Armenians have played key roles in the military careers of the Byzantine, Ottoman (as Janissaries), and Soviet Empires. According to Steven Runciman, “The Armenians provided many of Byzantium’s most vigorous rulers,” among them Basil I, “a Napoleonic figure” (Oswald Spengler).
In the Middle Ages, the most highly paid and feared mercenaries were Armenians. In Art Sarkisian’s introduction we read, “out of more than 400,000 Soviet Armenians who served during the war, 250,000 were killed, an appalling death-toll for what was then a republic of less than two million inhabitants.” And, “62 Soviet Armenians were promoted and bestowed the ranks of field marshals, admirals and major generals. More than one hundred Armenians servicemen were awarded Heroes of the Soviet Union (equivalent of the U.S. Congressional Medal of Honor), and two of these received the honor twice.”
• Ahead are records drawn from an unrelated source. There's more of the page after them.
//! End-to-end tests for the AlAdhan client against a local stub server
//!
//! A small axum app imitating the AlAdhan timings endpoints is started on a
//! background thread with its own runtime. The blocking client and the
//! router are then exercised from plain (non-async) tests, the same way the
//! service calls them from its blocking pool.
//!
//! Run with: cargo test --test provider_stub

use axum::{
    extract::{Path, Query},
    http::StatusCode,
    routing::get,
    Json, Router,
};
use serde_json::{json, Value};
use std::collections::HashMap;
use std::sync::{mpsc, Arc};
use std::time::{Duration, Instant};

use hijri_clock::ingest::aladhan::AladhanClient;
use hijri_clock::ingest::TimingsProvider;
use hijri_clock::model::{Location, PrayerError, PrayerRequest, TimingsQuery};
use hijri_clock::router::PrayerRouter;

// ---------------------------------------------------------------------------
// Stub provider
// ---------------------------------------------------------------------------

fn day_body(date: &str, maghrib: &str, isha: &str) -> Value {
    json!({
        "code": 200,
        "status": "OK",
        "data": {
            "timings": {
                "Fajr": "05:07", "Sunrise": "06:23", "Dhuhr": "12:28",
                "Asr": "15:53", "Maghrib": maghrib, "Isha": isha,
                "Lastthird": "02:46"
            },
            "date": {
                "readable": date,
                "hijri": {
                    "day": "05",
                    "month": {"en": "Ramaḍān"},
                    "year": "1445",
                    "weekday": {"en": "Al Juma'a"}
                }
            }
        }
    })
}

async fn timings(
    Path(date): Path<String>,
    Query(params): Query<HashMap<String, String>>,
) -> (StatusCode, Json<Value>) {
    if !params.contains_key("latitude") || !params.contains_key("method") {
        return (
            StatusCode::BAD_REQUEST,
            Json(json!({"code": 400, "status": "BAD_REQUEST", "data": "Please specify a latitude."})),
        );
    }
    (StatusCode::OK, Json(day_body(&date, "18:12", "19:42")))
}

async fn timings_by_city(
    Path(date): Path<String>,
    Query(params): Query<HashMap<String, String>>,
) -> (StatusCode, Json<Value>) {
    match params.get("city").map(String::as_str) {
        Some("Cairo") => (StatusCode::OK, Json(day_body(&date, "17:58", "19:16"))),
        _ => (
            StatusCode::BAD_REQUEST,
            Json(json!({"code": 400, "status": "BAD_REQUEST", "data": "Unable to locate city."})),
        ),
    }
}

async fn broken() -> &'static str {
    "<html>502 Bad Gateway</html>"
}

async fn unavailable(Path(date): Path<String>) -> (StatusCode, Json<Value>) {
    (StatusCode::SERVICE_UNAVAILABLE, Json(day_body(&date, "18:12", "19:42")))
}

async fn slow(Path(date): Path<String>) -> Json<Value> {
    tokio::time::sleep(Duration::from_secs(5)).await;
    Json(day_body(&date, "18:12", "19:42"))
}

/// Start the stub on an ephemeral port and return its base URL.
fn start_stub() -> String {
    let (tx, rx) = mpsc::channel();

    std::thread::spawn(move || {
        let runtime = tokio::runtime::Builder::new_current_thread()
            .enable_all()
            .build()
            .unwrap();
        runtime.block_on(async move {
            let app = Router::new()
                .route("/v1/timings/{date}", get(timings))
                .route("/v1/timingsByCity/{date}", get(timings_by_city))
                .route("/broken/timings/{date}", get(broken))
                .route("/unavailable/timings/{date}", get(unavailable))
                .route("/slow/timings/{date}", get(slow));
            let listener = tokio::net::TcpListener::bind("127.0.0.1:0").await.unwrap();
            tx.send(listener.local_addr().unwrap()).unwrap();
            axum::serve(listener, app).await.unwrap();
        });
    });

    let addr = rx.recv_timeout(Duration::from_secs(5)).expect("stub did not start");
    format!("http://{}", addr)
}

fn coords_query() -> TimingsQuery {
    TimingsQuery {
        location: Location::Coordinates {
            latitude: 21.42,
            longitude: 39.83,
        },
        method: 4,
        date: "15-03-2024".to_string(),
    }
}

// ---------------------------------------------------------------------------
// Client tests
// ---------------------------------------------------------------------------

#[test]
fn test_client_fetches_coordinate_day() {
    let base = format!("{}/v1", start_stub());
    let client = AladhanClient::new(&base, Duration::from_secs(5)).unwrap();

    let day = client.fetch_day(&coords_query()).unwrap();
    assert_eq!(day.readable_date, "15-03-2024");
    assert_eq!(day.timing("Isha").unwrap(), "19:42");
}

#[test]
fn test_client_surfaces_city_rejection_as_upstream_error() {
    let base = format!("{}/v1", start_stub());
    let client = AladhanClient::new(&base, Duration::from_secs(5)).unwrap();
    let query = TimingsQuery {
        location: Location::City {
            city: "Atlantis".to_string(),
            country: "Nowhere".to_string(),
        },
        method: 2,
        date: "15-03-2024".to_string(),
    };

    match client.fetch_day(&query) {
        Err(PrayerError::Upstream(msg)) => assert!(msg.contains("400"), "unexpected message: {}", msg),
        other => panic!("expected upstream error, got {:?}", other),
    }
}

#[test]
fn test_client_rejects_non_json_body() {
    let base = format!("{}/broken", start_stub());
    let client = AladhanClient::new(&base, Duration::from_secs(5)).unwrap();
    assert!(matches!(client.fetch_day(&coords_query()), Err(PrayerError::Upstream(_))));
}

#[test]
fn test_client_rejects_non_2xx_even_with_success_body() {
    let base = format!("{}/unavailable", start_stub());
    let client = AladhanClient::new(&base, Duration::from_secs(5)).unwrap();

    match client.fetch_day(&coords_query()) {
        Err(PrayerError::Upstream(msg)) => assert!(msg.contains("503"), "unexpected message: {}", msg),
        other => panic!("expected upstream error, got {:?}", other),
    }
}

#[test]
fn test_client_timeout_is_upstream_error() {
    let base = format!("{}/slow", start_stub());
    let client = AladhanClient::new(&base, Duration::from_secs(1)).unwrap();

    let started = Instant::now();
    let result = client.fetch_day(&coords_query());
    let elapsed = started.elapsed();

    assert!(matches!(result, Err(PrayerError::Upstream(_))), "got {:?}", result);
    assert!(
        elapsed < Duration::from_secs(3),
        "timeout should cut the call short, took {:?}",
        elapsed
    );
}

// ---------------------------------------------------------------------------
// Router over the real client
// ---------------------------------------------------------------------------

#[test]
fn test_router_over_stub_city_lookup() {
    let base = format!("{}/v1", start_stub());
    let client = Arc::new(AladhanClient::new(&base, Duration::from_secs(5)).unwrap());
    let router = PrayerRouter::new(client);

    let req = PrayerRequest {
        latitude: None,
        longitude: None,
        city: Some("Cairo".to_string()),
        country: Some("Egypt".to_string()),
        method: 5,
        local_date: "2024-03-15".to_string(),
    };

    let result = router.handle(&req).unwrap();
    // Maghrib 17:58 -> Isha 19:16; anchor 23:59 - 17:58 = 06:01
    assert_eq!(result.ishan, "01:18");
    assert_eq!(result.fajir, "11:08");
    assert_eq!(result.gregorian_date, "15-03-2024");
    assert_eq!(result.method, 5);
}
Very few of the names in FACES OF COURAGE will be familiar to the average reader. Of the nearly fifty names, I recognized only those of Edward Alexander (diplomat and author), Anne Avakian Bishop (journalist), Vahe “Buck” Kartalian (actor), Carl Mahakian (film and sound editor, producer, and book collector), Moorad Mooradian and Joe Vosbikian (both regular contributors to the ARMENIAN REPORTER), and Barry Zorthian (whose multi-faceted contributions and activities in politics, international affairs, and the media are too numerous to list here). They all tell their own stories, invariably absorbing, sometimes harrowing, and always admirable.
If I were to sum up this volume I would say that it is a heroic enterprise about remarkable heroes that will dispel once and for all the image of Armenians as victims.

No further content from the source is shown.